After all the explanations here (thanks to Peter Lawrey) we found that the main source of this pause is that safepoint inside the loop is reached rather rarely so it takes a long time to stop all threads for JIT-compiled code replacement.

But I decided to go deeper and find why safepoint is reached rarely. I found it a bit confusing why the back jump of while loop is not "safe" in this case.

So I summon -XX:+PrintAssembly in all its glory to help

-XX:+UnlockDiagnosticVMOptions \
-XX:+TraceClassLoading \
-XX:+DebugNonSafepoints \
-XX:+PrintCompilation \
-XX:+PrintGCDetails \
-XX:+PrintStubCode \
-XX:+PrintAssembly \
-XX:PrintAssemblyOptions=-Mintel

After some investigation I found that after third recompilation of lambda C2 compiler threw away safepoint polls inside loop completely.

UPDATE

During the profiling stage variable i was never seen equal to 0. That's why C2 speculatively optimized this branch away, so that the loop was transformed to something like

for (int i = OSR_value; i != 0; i++) {
    if (1 % i == 0) {
        uncommon_trap();
    }
}
uncommon_trap();

Note that originally infinite loop was reshaped to a regular finite loop with a counter! Due to JIT optimization to eliminate safepoint polls in finite counted loops, there was no safepoint poll in this loop either.

After some time, i wrapped back to 0, and the uncommon trap was taken. The method was deoptimized and continued execution in the interpreter. During recompilation with a new knowledge C2 recognized the infinite loop and gave up compilation. The rest of the method proceeded in the interpreter with proper safepoints.

There is a great must-read blog post "Safepoints: Meaning, Side Effects and Overheads" by Nitsan Wakart covering safepoints and this particular issue.

Safepoint elimination in very long counted loops is known to be a problem. The bug JDK-5014723 (thanks to Vladimir Ivanov) addresses this problem.

The workaround is available until the bug is finally fixed.
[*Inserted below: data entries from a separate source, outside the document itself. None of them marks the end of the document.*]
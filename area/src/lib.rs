// smaa-area/area/src/lib.rs
//
// Copyright © 2020 The Pathfinder Project Developers.
//
// Licensed under the Apache License, Version 2.0 <LICENSE-APACHE or
// http://www.apache.org/licenses/LICENSE-2.0> or the MIT license
// <LICENSE-MIT or http://opensource.org/licenses/MIT>, at your
// option. This file may not be copied, modified, or distributed
// except according to those terms.

//! Precomputes the area texture used by SMAA-style morphological
//! antialiasing.
//!
//! For every edge pattern, distance to each end of the edge, and subsample
//! offset, the texture stores how much of the current texel the antialiased
//! edge covers, split into the two sides of the edge. Renderers look the
//! weights up instead of integrating the edge per pixel.

#[macro_use]
extern crate log;

pub mod address;
pub mod area_map;
pub mod diag;
pub mod export;
pub mod generator;
pub mod kernel;
pub mod ortho;

pub use crate::area_map::AreaMap;
pub use crate::generator::{generate_area_map, AreaMapGenerator, Traversal};

/// Maximum distance to an edge end for horizontal and vertical edges.
pub const SIZE_ORTHO: usize = 16;
/// Maximum distance to an edge end for diagonal edges.
pub const SIZE_DIAG: usize = 20;

/// Columns sampled when checking diagonal weights by brute force.
pub const SAMPLES_DIAG: usize = 30;
/// Edges at least this long are no longer rounded off.
pub const SMOOTH_MAX_DISTANCE: usize = 32;

/// Edge end configurations: two bits per end of the edge.
pub const PATTERN_COUNT: usize = 16;

/// Subsample jitter across horizontal edges, one texture band each.
pub const SUBSAMPLE_OFFSETS_ORTHO: [f32; 7] = [0.0, -0.25, 0.25, -0.125, 0.125, -0.375, 0.375];

/// Subsample jitter `(x, y)` for diagonal edges, one texture band each.
pub const SUBSAMPLE_OFFSETS_DIAG: [(f32, f32); 5] = [
    (0.0, 0.0),
    (0.25, -0.25),
    (-0.25, 0.25),
    (0.125, -0.125),
    (-0.125, 0.125),
];
// smaa-area/area/src/diag.rs
//
// Copyright © 2020 The Pathfinder Project Developers.
//
// Licensed under the Apache License, Version 2.0 <LICENSE-APACHE or
// http://www.apache.org/licenses/LICENSE-2.0> or the MIT license
// <LICENSE-MIT or http://opensource.org/licenses/MIT>, at your
// option. This file may not be copied, modified, or distributed
// except according to those terms.

//! Weights for 45° edges.
//!
//! A diagonal edge follows the staircase `y = x`. The weights are computed in
//! the edge's own frame: x counts staircase steps from the left end (x = 0) to
//! the right end (x = d), and y is the offset across the staircase, so that
//! the unbent edge lies on y = 0 exactly as a horizontal edge does.
//!
//! The pattern bits match the orthogonal ones: bit 0 bends the left end down,
//! bit 1 the right end down, bit 2 the left end up and bit 3 the right end up.
//! An end bent both ways stays on the axis.

use crate::kernel::{self, Weight};
use crate::{PATTERN_COUNT, SIZE_DIAG, SUBSAMPLE_OFFSETS_DIAG};
use euclid::default::Vector2D;
use euclid::vec2;

/// Where one end of the edge sits across the staircase.
#[derive(Clone, Copy, Debug, PartialEq)]
enum End {
    Flat,
    Bent(f32),
}

impl End {
    #[inline]
    fn new(down: bool, up: bool, offset: f32) -> End {
        match (down, up) {
            (true, false) => End::Bent(offset - 0.5),
            (false, true) => End::Bent(offset + 0.5),
            _ => End::Flat,
        }
    }
}

/// Projects a subsample offset onto the normal of the staircase, in the same
/// units as the half-texel bend of an edge end.
#[inline]
pub fn perpendicular_offset(offset: Vector2D<f32>) -> f32 {
    offset.dot(vec2(-1.0, 1.0)) * 0.5
}

/// Computes the weight pair for one diagonal tuple.
pub fn diag_weight(pattern: usize, left: usize, right: usize, offset_index: usize) -> Weight {
    assert!(pattern < PATTERN_COUNT, "pattern out of range: {}", pattern);
    assert!(left < SIZE_DIAG && right < SIZE_DIAG);

    let (ox, oy) = SUBSAMPLE_OFFSETS_DIAG[offset_index];
    let offset = perpendicular_offset(vec2(ox, oy));
    let start = End::new(pattern & 1 != 0, pattern & 4 != 0, offset);
    let end = End::new(pattern & 2 != 0, pattern & 8 != 0, offset);
    diag_coverage(start, end, left, right)
}

fn diag_coverage(start: End, end: End, left: usize, right: usize) -> Weight {
    let d = (left + right + 1) as f32;
    let half = d * 0.5;
    let l = left as f32;

    match (start, end) {
        (End::Flat, End::Flat) => Weight::ZERO,

        // Only the nearer bent end produces a visible ramp.
        (End::Bent(y), End::Flat) => {
            if left > right {
                Weight::ZERO
            } else {
                kernel::coverage(0.0, y, half, 0.0, l)
            }
        }
        (End::Flat, End::Bent(y)) => {
            if left >= right {
                kernel::coverage(half, 0.0, d, y, l)
            } else {
                Weight::ZERO
            }
        }

        // Both ends bent to the same side: two ramps meeting in the middle.
        (End::Bent(y0), End::Bent(y1)) if (y0 < 0.0) == (y1 < 0.0) => {
            let a1 = kernel::coverage(0.0, y0, half, 0.0, l);
            let a2 = kernel::coverage(half, 0.0, d, y1, l);
            smoothed(d, a1) + smoothed(d, a2)
        }

        // Bent to opposite sides: one line across the whole edge.
        (End::Bent(y0), End::Bent(y1)) => kernel::coverage(0.0, y0, d, y1, l),
    }
}

#[inline]
fn smoothed(d: f32, weight: Weight) -> Weight {
    weight.map(|x| kernel::smooth_correction(d, x))
}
  1. You can try using -XX:+UseCountedLoopSafepoints (it will cause overall performance penalty and may lead to JVM crash JDK-8161147). After using it C2 compiler continue keeping safepoints at the back jumps and original pause disappears completely.
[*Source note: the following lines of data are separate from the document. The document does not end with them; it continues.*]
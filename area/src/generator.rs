// smaa-area/area/src/generator.rs
//
// Copyright © 2020 The Pathfinder Project Developers.
//
// Licensed under the Apache License, Version 2.0 <LICENSE-APACHE or
// http://www.apache.org/licenses/LICENSE-2.0> or the MIT license
// <LICENSE-MIT or http://opensource.org/licenses/MIT>, at your
// option. This file may not be copied, modified, or distributed
// except according to those terms.

//! Drives the resolvers over every tuple and fills the area map.

use crate::address::{self, AREA_MAP_HEIGHT, AREA_MAP_WIDTH};
use crate::area_map::{AreaMap, Texel};
use crate::diag::diag_weight;
use crate::kernel::Weight;
use crate::ortho::ortho_weight;
use crate::{PATTERN_COUNT, SIZE_DIAG, SIZE_ORTHO, SUBSAMPLE_OFFSETS_DIAG, SUBSAMPLE_OFFSETS_ORTHO};
use rayon::iter::{IntoParallelIterator, ParallelIterator};
use std::time::Instant;

#[derive(Clone, Copy, Debug, PartialEq)]
pub enum Traversal {
    Sequential,
    /// Computes weights on the global Rayon pool, then writes them on the
    /// calling thread.
    Parallel,
}

impl Default for Traversal {
    #[inline]
    fn default() -> Traversal {
        Traversal::Sequential
    }
}

#[derive(Clone, Copy, Debug)]
pub struct AreaMapGenerator {
    pub traversal: Traversal,
    /// When false the diagonal region is left zeroed.
    pub diagonal: bool,
}

impl Default for AreaMapGenerator {
    #[inline]
    fn default() -> AreaMapGenerator {
        AreaMapGenerator { traversal: Traversal::default(), diagonal: true }
    }
}

/// One region of the texture: an edge category with its own block size,
/// offset table, resolver and address scheme.
#[derive(Clone, Copy)]
struct Region {
    name: &'static str,
    size: usize,
    offset_count: usize,
    weight: fn(usize, usize, usize, usize) -> Weight,
    address: fn(usize, usize, usize, usize) -> usize,
}

const ORTHO_REGION: Region = Region {
    name: "orthogonal",
    size: SIZE_ORTHO,
    offset_count: SUBSAMPLE_OFFSETS_ORTHO.len(),
    weight: ortho_weight,
    address: address::ortho_address,
};

const DIAG_REGION: Region = Region {
    name: "diagonal",
    size: SIZE_DIAG,
    offset_count: SUBSAMPLE_OFFSETS_DIAG.len(),
    weight: diag_weight,
    address: address::diag_address,
};

impl Region {
    #[inline]
    fn tuple_count(&self) -> usize {
        self.offset_count * self.size * self.size * PATTERN_COUNT
    }

    /// Inverse of the sequential loop nest: offset, left, right, pattern.
    #[inline]
    fn tuple(&self, index: usize) -> (usize, usize, usize, usize) {
        let pattern = index % PATTERN_COUNT;
        let index = index / PATTERN_COUNT;
        let right = index % self.size;
        let index = index / self.size;
        let left = index % self.size;
        let offset = index / self.size;
        (pattern, left, right, offset)
    }

    #[inline]
    fn texel(&self, pattern: usize, left: usize, right: usize, offset: usize) -> (usize, Texel) {
        let address = (self.address)(pattern, left, right, offset);
        let weight = (self.weight)(pattern, left, right, offset);
        (address, Texel::quantize(weight))
    }

    fn fill_sequentially(&self, area_map: &mut AreaMap) {
        for offset in 0..self.offset_count {
            debug!("{} offset {}", self.name, offset);
            for left in 0..self.size {
                for right in 0..self.size {
                    for pattern in 0..PATTERN_COUNT {
                        let (address, texel) = self.texel(pattern, left, right, offset);
                        area_map.set_texel(address, texel);
                    }
                }
            }
        }
    }

    fn fill_in_parallel(&self, area_map: &mut AreaMap) {
        let texels: Vec<(usize, Texel)> = (0..self.tuple_count())
            .into_par_iter()
            .map(|index| {
                let (pattern, left, right, offset) = self.tuple(index);
                self.texel(pattern, left, right, offset)
            })
            .collect();
        for (address, texel) in texels {
            area_map.set_texel(address, texel);
        }
    }
}

impl AreaMapGenerator {
    #[inline]
    pub fn new(traversal: Traversal) -> AreaMapGenerator {
        AreaMapGenerator { traversal, ..AreaMapGenerator::default() }
    }

    pub fn generate(&self) -> AreaMap {
        let mut area_map = AreaMap::new(AREA_MAP_WIDTH, AREA_MAP_HEIGHT);

        self.fill(&ORTHO_REGION, &mut area_map);
        if self.diagonal {
            self.fill(&DIAG_REGION, &mut area_map);
        } else {
            info!("skipping diagonal region");
        }

        area_map
    }

    fn fill(&self, region: &Region, area_map: &mut AreaMap) {
        info!("generating {} region: {} tuples ({:?})",
              region.name,
              region.tuple_count(),
              self.traversal);
        let start_time = Instant::now();
        match self.traversal {
            Traversal::Sequential => region.fill_sequentially(area_map),
            Traversal::Parallel => region.fill_in_parallel(area_map),
        }
        info!("{} region done in {:.3}ms",
              region.name,
              start_time.elapsed().as_secs_f64() * 1000.0);
    }
}

/// Builds the complete area map on the calling thread.
pub fn generate_area_map() -> AreaMap {
    AreaMapGenerator::default().generate()
}
use std::collections::{BTreeSet, HashMap};
use std::hash::Hash;

pub type NodeId = usize;

/// Undirected graph stored as an arena:
/// `nodes[i]` is the payload of node i and `adj[i]` the ids connected to it.
#[derive(Clone, Debug)]
pub struct Graph<T: Hash> {
  nodes: Vec<T>,
  index: HashMap<T, NodeId>,
  adj: Vec<BTreeSet<NodeId>>,
}

impl<T: Hash + Eq + Clone + Copy> Graph<T> {
  pub fn new() -> Self {
    Graph {
      nodes: Vec::new(),
      index: HashMap::new(),
      adj: Vec::new(),
    }
  }

  pub fn len(&self) -> usize {
    self.nodes.len()
  }

  pub fn is_empty(&self) -> bool {
    self.nodes.is_empty()
  }

  pub fn contains(&self, node: &T) -> bool {
    self.index.contains_key(node)
  }

  pub fn id(&self, node: &T) -> Option<NodeId> {
    self.index.get(node).copied()
  }

  pub fn node(&self, id: NodeId) -> T {
    self.nodes[id]
  }

  /// All nodes in insertion order
  pub fn nodes(&self) -> &[T] {
    &self.nodes
  }

  /// Idempotently add a node into the graph
  pub fn add_node(&mut self, node: T) -> NodeId {
    if let Some(id) = self.id(&node) {
      return id;
    }
    let id = self.nodes.len();
    self.nodes.push(node);
    self.adj.push(BTreeSet::new());
    self.index.insert(node, id);
    id
  }

  /// Add an edge between node1 and node2. Self-edges are ignored.
  pub fn add_edge(&mut self, node1: T, node2: T) {
    let id1 = self.add_node(node1);
    let id2 = self.add_node(node2);
    if id1 == id2 {
      return;
    }
    self.adj[id1].insert(id2);
    self.adj[id2].insert(id1);
  }

  /// Neighbor ids of a node
  pub fn neighbor_ids(&self, id: NodeId) -> &BTreeSet<NodeId> {
    &self.adj[id]
  }

  /// Return the neighbors of a node
  ///
  /// # Return
  /// If the node does not exist, return None
  pub fn neighbors(&self, node: &T) -> Option<impl Iterator<Item = T> + '_> {
    let id = self.id(node)?;
    Some(self.adj[id].iter().map(|n| self.nodes[*n]))
  }

  pub fn degree(&self, id: NodeId) -> usize {
    self.adj[id].len()
  }

  pub fn has_edge(&self, node1: &T, node2: &T) -> bool {
    match (self.id(node1), self.id(node2)) {
      (Some(id1), Some(id2)) => self.adj[id1].contains(&id2),
      _ => false,
    }
  }

  pub fn num_edges(&self) -> usize {
    self.adj.iter().map(BTreeSet::len).sum::<usize>() / 2
  }
}

impl<T: Hash + Eq + Clone + Copy> Default for Graph<T> {
  fn default() -> Self {
    Self::new()
  }
}

#[cfg(test)]
mod tests {
  use super::*;

  #[test]
  fn test_add_edges() {
    let mut g = Graph::new();
    g.add_edge(1u32, 2);
    g.add_edge(2, 1);
    g.add_edge(2, 3);
    g.add_node(4);
    assert_eq!(g.len(), 4);
    assert_eq!(g.num_edges(), 2);
    assert!(g.has_edge(&1, &2));
    assert!(g.has_edge(&3, &2));
    assert!(!g.has_edge(&1, &3));
    let id = g.id(&2).unwrap();
    assert_eq!(g.degree(id), 2);
    assert_eq!(g.degree(g.id(&4).unwrap()), 0);
  }

  #[test]
  fn test_no_self_edge() {
    let mut g = Graph::new();
    g.add_edge(7u32, 7);
    assert_eq!(g.len(), 1);
    assert_eq!(g.num_edges(), 0);
  }

  #[test]
  fn test_neighbors() {
    let mut g = Graph::new();
    g.add_edge('a', 'b');
    g.add_edge('a', 'c');
    let mut neigh: Vec<char> = g.neighbors(&'a').unwrap().collect();
    neigh.sort();
    assert_eq!(neigh, vec!['b', 'c']);
    assert!(g.neighbors(&'z').is_none());
  }
}
// Build file to produce irtext.rs from irtext.lalrpop

use lalrpop::Configuration;

extern crate lalrpop;

fn main() {
  Configuration::new()
    .generate_in_source_tree()
    .process_current_dir()
    .unwrap();
}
  2. You can explicitly disable compilation of problematic method by using
    -XX:CompileCommand='exclude,binary/class/Name,methodName'

  3. Or you can rewrite your code by adding safepoint manually. For example Thread.yield() call at the end of cycle or even changing int i to long i (thanks, Nitsan Wakart) will also fix pause.

Solution 2 - Java

In short, the loop you have has no safe point inside it except when i == 0 is reached. When this method is compiled and triggers the code to be replaced it needs to bring all the threads to a safe point, but this takes a very long time, locking up not just the thread running the code but all threads in the JVM.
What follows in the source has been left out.